Volume One of the catalogue of the collection was first published in 1958, and was reprinted in 1975 when Volume Two was published. Grenby and Reynolds note the while the availability of online catalogues has transformed research, printed catalogues can still be useful. They call the Osborne Collection catalogue a fine example of such a catalogue, and notes that it is often regarded as a standard work of reference in the field. The collection is widely cited. The HathiTrust catalogue lists 1,349 items citing the Collection. The Internet Archive lists over 250 full text items citing the collection.

==Composition of the collection==
The collection has grown not only in quantity, but also in the period which is spans. When Osborne donated his collection, the oldest item was from 1566, about 400 years old. Now the oldest item in the collection is a cuneiform tablet that is c. 4000 years old.

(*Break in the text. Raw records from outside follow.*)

//! Nested Loop Demo
//!
//! Runs blocks of trials with two nested loops. Every trial presents a
//! simulated stimulus shortly after it is entered and leaves once the
//! stimulus reports it has stopped. Onset intervals are measured from the
//! delivered onsets, so presentation latency does not skew them.
//!
//! Usage:
//!   cargo run --bin loop_demo -- --blocks 2 --trials 4
//!   cargo run --bin loop_demo -- --config engine.toml
//!
//! Options:
//!   -b, --blocks <N>      Number of blocks (default 2)
//!   -t, --trials <N>      Trials per block (default 3)
//!   -c, --config <FILE>   Engine configuration (TOML)

use rust_stepping_lib::{
    Duration, EngineConfig, Loop, LoopCondition, MainLoop, SimulatedStimulus, Stimulus,
    TimePoint, Trial,
};
use std::cell::Cell;
use std::env;
use std::rc::Rc;
use tracing::{debug, info, warn};

/// Time between entering a trial and asking for the stimulus.
const LOOKAHEAD: Duration = Duration::from_millis(100);
const PRESENTATION: Duration = Duration::from_millis(250);
const LATENCY: Duration = Duration::from_millis(12);

fn print_usage() {
    println!("Usage: loop_demo [-b|--blocks N] [-t|--trials N] [-c|--config FILE]");
}

fn init_logging() {
    tracing_subscriber::fmt()
        .with_env_filter(
            tracing_subscriber::EnvFilter::try_from_default_env()
                .unwrap_or_else(|_| tracing_subscriber::EnvFilter::new("loop_demo=info")),
        )
        .with_target(true)
        .init();
}

fn main() -> Result<(), Box<dyn std::error::Error>> {
    let args: Vec<String> = env::args().collect();

    let mut blocks: i64 = 2;
    let mut trials: i64 = 3;
    let mut config = EngineConfig::default();

    let mut i = 1;
    while i < args.len() {
        match args[i].as_str() {
            "--blocks" | "-b" => {
                i += 1;
                blocks = args
                    .get(i)
                    .and_then(|v| v.parse().ok())
                    .ok_or("--blocks expects a number")?;
            }
            "--trials" | "-t" => {
                i += 1;
                trials = args
                    .get(i)
                    .and_then(|v| v.parse().ok())
                    .ok_or("--trials expects a number")?;
            }
            "--config" | "-c" => {
                i += 1;
                let path = args.get(i).ok_or("--config expects a file")?;
                config = EngineConfig::from_toml_str(&std::fs::read_to_string(path)?)?;
            }
            "--help" | "-h" => {
                print_usage();
                return Ok(());
            }
            other => {
                print_usage();
                return Err(format!("Unknown argument {other}").into());
            }
        }
        i += 1;
    }

    init_logging();
    debug!(?config, "engine configuration");

    let main_loop = MainLoop::new(config)?;
    let d = main_loop.dispatcher();
    let frame_interval = Duration::from(main_loop.config().frame_interval);

    let block_loop = Loop::with_range(&d, 0, blocks, 1, LoopCondition::Less);
    block_loop.set_name("blocks");
    let trial_loop = Loop::with_range(&d, 0, trials, 1, LoopCondition::Less);
    trial_loop.set_name("trials");
    let trial = Trial::with_name(&d, "trial");
    let stimulus = SimulatedStimulus::new(&d, LATENCY, frame_interval);

    // Every block starts counting trials from zero again.
    trial_loop.connect_enter(|step, _| {
        if let Some(lp) = step.as_loop() {
            lp.set_index(0);
        }
    });
    block_loop.connect_iteration(|_, index, tp| info!(block = index, %tp, "block"));

    let s = stimulus.clone();
    trial.connect_enter(move |_, tp| s.play_for(tp + LOOKAHEAD, PRESENTATION));

    let previous_onset: Rc<Cell<Option<TimePoint>>> = Rc::new(Cell::new(None));
    // The trial owns the stimulus, so stimulus observers refer back to the
    // trial weakly.
    let (t, previous) = (trial.downgrade(), previous_onset.clone());
    stimulus.connect_started(Rc::new(move |tp| {
        let interval = previous.replace(Some(tp)).map(|p| tp - p);
        let indices = t.upgrade().map(|t| t.get_loop_indices()).unwrap_or_default();
        match interval {
            Some(interval) => println!("trial {indices:?} onset at {tp}, {interval} after the previous one"),
            None => println!("trial {indices:?} onset at {tp}"),
        }
    }));
    let t = trial.downgrade();
    stimulus.connect_stopped(Rc::new(move |tp| {
        let Some(trial) = t.upgrade() else {
            return;
        };
        if let Err(e) = trial.leave(tp) {
            warn!(error = %e, "trial could not leave");
        }
    }));

    trial_loop.set_child(trial)?;
    block_loop.set_child(trial_loop)?;

    let start = main_loop.now();
    let done = Rc::new(Cell::new(false));
    let flag = done.clone();
    block_loop.connect_leave(move |_, tp| {
        println!("finished after {}", tp - start);
        flag.set(true);
    });

    block_loop.enter(start)?;
    main_loop.run_until(|| done.get())?;
    Ok(())
}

The original Osborne Collection (with items up to the cut-off date of 1910) still forms the largest portion of the whole collection. It ranges from literary classics to popular culture, including children's novelties like moveables and miniatures. It also includes an extensive collection of works by G. A. Henty, with nearly 1,800 items in the collection written by him. It also contains the Pettingell Collection of periodicals and penny dreadfuls, and the childhood libraries of such notables as Florence Nightingale and Queen Mary.

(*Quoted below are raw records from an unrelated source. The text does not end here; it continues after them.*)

//! Stimulus boundary
//!
//! Rendering and audio live outside this crate. They are driven through the
//! [`Stimulus`] trait: the caller supplies time points, the stimulus reports
//! back when it actually started, updated and stopped. Those reported times
//! may lag the requested ones, so anything measuring elapsed time should use
//! them rather than the requested times.

use crate::dispatch::Dispatcher;
use crate::signal::{HandlerId, Signal};
use crate::time::{Duration, TimePoint};
use crate::timer::Timer;
use std::cell::{Cell, RefCell};
use std::rc::{Rc, Weak};
use tracing::debug;

/// Observer of stimulus notifications.
pub type StimulusHandler = dyn Fn(TimePoint);

/// A visual or auditory stimulus scheduled against the process clock.
pub trait Stimulus {
    /// Start at `tp` and run until stopped.
    fn play(&self, tp: TimePoint);

    /// Start at `tp` and stop at `tp + duration`. A negative duration stops
    /// right after the start.
    fn play_for(&self, tp: TimePoint, duration: Duration);

    /// Stop at `tp`.
    fn stop(&self, tp: TimePoint);

    fn connect_started(&self, handler: Rc<StimulusHandler>) -> HandlerId;

    fn connect_stopped(&self, handler: Rc<StimulusHandler>) -> HandlerId;

    /// Called once per frame while the stimulus is running.
    fn connect_update(&self, handler: Rc<StimulusHandler>) -> HandlerId;
}

struct SimulatedInner {
    latency: Duration,
    frame_interval: Duration,
    running: Cell<bool>,
    onset: Cell<Option<TimePoint>>,
    frames: Cell<u64>,
    start_timer: Timer,
    stop_timer: Timer,
    frame_timer: Timer,
    started_signal: Signal<StimulusHandler>,
    stopped_signal: Signal<StimulusHandler>,
    update_signal: Signal<StimulusHandler>,
}

impl SimulatedInner {
    fn emit(signal: &Signal<StimulusHandler>, tp: TimePoint) {
        for handler in signal.snapshot() {
            handler(tp);
        }
    }

    fn on_start(&self, tp: TimePoint) {
        debug!(%tp, "stimulus started");
        self.running.set(true);
        self.onset.set(Some(tp));
        self.frames.set(0);
        Self::emit(&self.started_signal, tp);
        self.on_frame(tp);
    }

    fn on_frame(&self, tp: TimePoint) {
        self.frames.set(self.frames.get() + 1);
        Self::emit(&self.update_signal, tp);
        if self.running.get() {
            self.frame_timer.arm(tp + self.frame_interval);
        }
    }

    fn on_stop(&self, tp: TimePoint) {
        self.frame_timer.disarm();
        if !self.running.replace(false) {
            debug!(%tp, "stop of a stimulus that is not running");
            return;
        }
        debug!(%tp, frames = self.frames.get(), "stimulus stopped");
        Self::emit(&self.stopped_signal, tp);
    }
}

/// A stand-in stimulus with a fixed presentation latency, driven entirely by
/// the event loop. Notifications arrive `latency` after the requested times,
/// with updates every `frame_interval` in between.
#[derive(Clone)]
pub struct SimulatedStimulus(Rc<SimulatedInner>);

impl SimulatedStimulus {
    pub fn new(dispatcher: &Dispatcher, latency: Duration, frame_interval: Duration) -> Self {
        let inner = Rc::new(SimulatedInner {
            latency,
            frame_interval,
            running: Cell::new(false),
            onset: Cell::new(None),
            frames: Cell::new(0),
            start_timer: Timer::new(dispatcher),
            stop_timer: Timer::new(dispatcher),
            frame_timer: Timer::new(dispatcher),
            started_signal: Signal::new(),
            stopped_signal: Signal::new(),
            update_signal: Signal::new(),
        });

        let weak = Rc::downgrade(&inner);
        inner.start_timer.connect_fired(with_inner(&weak, SimulatedInner::on_start));
        inner.stop_timer.connect_fired(with_inner(&weak, SimulatedInner::on_stop));
        inner.frame_timer.connect_fired(with_inner(&weak, SimulatedInner::on_frame));

        Self(inner)
    }

    pub fn latency(&self) -> Duration {
        self.0.latency
    }

    pub fn is_running(&self) -> bool {
        self.0.running.get()
    }

    /// When the current or last presentation actually started.
    pub fn onset(&self) -> Option<TimePoint> {
        self.0.onset.get()
    }

    /// Frames presented since the last start.
    pub fn frames(&self) -> u64 {
        self.0.frames.get()
    }
}

/// Forward a timer firing to the stimulus, if it is still alive.
fn with_inner(
    weak: &Weak<SimulatedInner>,
    f: fn(&SimulatedInner, TimePoint),
) -> impl Fn(&Timer, TimePoint) + 'static {
    let weak = weak.clone();
    move |_, tp| {
        if let Some(inner) = weak.upgrade() {
            f(&inner, tp);
        }
    }
}

impl Stimulus for SimulatedStimulus {
    fn play(&self, tp: TimePoint) {
        self.0.stop_timer.disarm();
        self.0.start_timer.arm(tp + self.0.latency);
    }

    fn play_for(&self, tp: TimePoint, duration: Duration) {
        let start = tp + self.0.latency;
        self.0.start_timer.arm(start);
        // Armed after the start timer, so at an equal instant it fires second.
        self.0.stop_timer.arm(start + duration.max(Duration::ZERO));
    }

    fn stop(&self, tp: TimePoint) {
        self.0.stop_timer.arm(tp + self.0.latency);
    }

    fn connect_started(&self, handler: Rc<StimulusHandler>) -> HandlerId {
        self.0.started_signal.connect(handler)
    }

    fn connect_stopped(&self, handler: Rc<StimulusHandler>) -> HandlerId {
        self.0.stopped_signal.connect(handler)
    }

    fn connect_update(&self, handler: Rc<StimulusHandler>) -> HandlerId {
        self.0.update_signal.connect(handler)
    }
}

The collection now includes another three other sub-collections:
- The Lillian H. Smith Collection in 1962. Smith was the first professionally trained Children's librarian in the then British Empire and had set up the library services for children which had so impressed Osborne on his 1934 visit. This collection comprises creative books of literary and artistic merit, published in English since 1911, as such items could not be included in the main collection because of its cut-off date. This collection was set up on the 50th anniversary of the first Children's library that Smith had established in Toronto in 1912.
- The Canadiana collection contains children's book related to Canada, or whose publisher or illustrators were related to Canada. Highlights of this collection in include: the manuscript of An illustrated Comic Alphabet (1859), the first Canadian picture book; small press publications; and an archive of current Canadian authors.
- The Jean Thomson Collection of Original Art in 1977. This collection named after Jean Thomson, the former children's librarian and head of the Toronto Public Library. This include over one thousand pieces of original art. The art is from both Canadian illustrators such as Elizabeth Cleaver, Laszlo Gal, Marie-Louise Gay, Margaret Bloy Graham, James Houston, Barbara Reid, Maurice Sendak; and non-Canadian illustrators including: Edward Ardizzone, Randolph Caldecott, Walter Crane, Kate Greenaway, and Arthur Rackham.

The collection is supported by charitable donations. The Friends of the Osborne and Lillian H. Smith Collections was established in 1966 and welcomes members from all over the world. The British Branch of the Friends is the Children's Books History Society.